## Your assignment
Your task is to filter the entries and copy every line containing the string "close".

(Supplied data begins)

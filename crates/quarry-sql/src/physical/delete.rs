use std::sync::Arc;

use tracing::{debug, warn};

use quarry_common::error::{QuarryError, QuarryResult};

use super::PhysicalOperator;
use crate::expr::Tuple;
use crate::storage::Table;
use crate::trx::ExecContext;

/// Deletes every tuple produced by the child.
///
/// Same draining and failure behavior as the update operator.
#[derive(Debug)]
pub struct DeletePhysicalOperator {
    child: Box<PhysicalOperator>,
    table: Arc<Table>,
    done: bool,
}

impl DeletePhysicalOperator {
    /// Creates a delete over `child`.
    pub fn new(child: PhysicalOperator, table: Arc<Table>) -> Self {
        Self {
            child: Box::new(child),
            table,
            done: false,
        }
    }

    /// Returns the target table.
    pub fn table(&self) -> &Arc<Table> {
        &self.table
    }

    /// Returns the child.
    pub fn child(&self) -> &PhysicalOperator {
        &self.child
    }

    pub(crate) fn open(&mut self, ctx: &mut ExecContext<'_>) -> QuarryResult<()> {
        self.done = false;
        self.child.open(ctx)
    }

    pub(crate) fn next(&mut self, ctx: &mut ExecContext<'_>) -> QuarryResult<Option<Tuple>> {
        if self.done {
            return Ok(None);
        }
        self.done = true;

        let mut deleted = 0usize;
        while let Some(tuple) = self.child.next(ctx)? {
            let Tuple::Row(row) = &tuple else {
                warn!(table = self.table.name(), "delete input is not a stored row");
                return Err(QuarryError::internal("delete input is not a stored row"));
            };
            ctx.trx()
                .delete_record(&self.table, row.record())
                .map_err(|e| {
                    warn!(table = self.table.name(), rid = %row.record().rid(), error = %e, "failed to delete record");
                    e
                })?;
            deleted += 1;
        }

        debug!(table = self.table.name(), rows = deleted, "delete done");
        Ok(None)
    }

    pub(crate) fn close(&mut self, ctx: &mut ExecContext<'_>) -> QuarryResult<()> {
        self.child.close(ctx)
    }
}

(Supplied data ends)

## Output for this task
    pub(crate) fn close(&mut self, ctx: &mut ExecContext<'_>) -> QuarryResult<()> {
        self.child.close(ctx)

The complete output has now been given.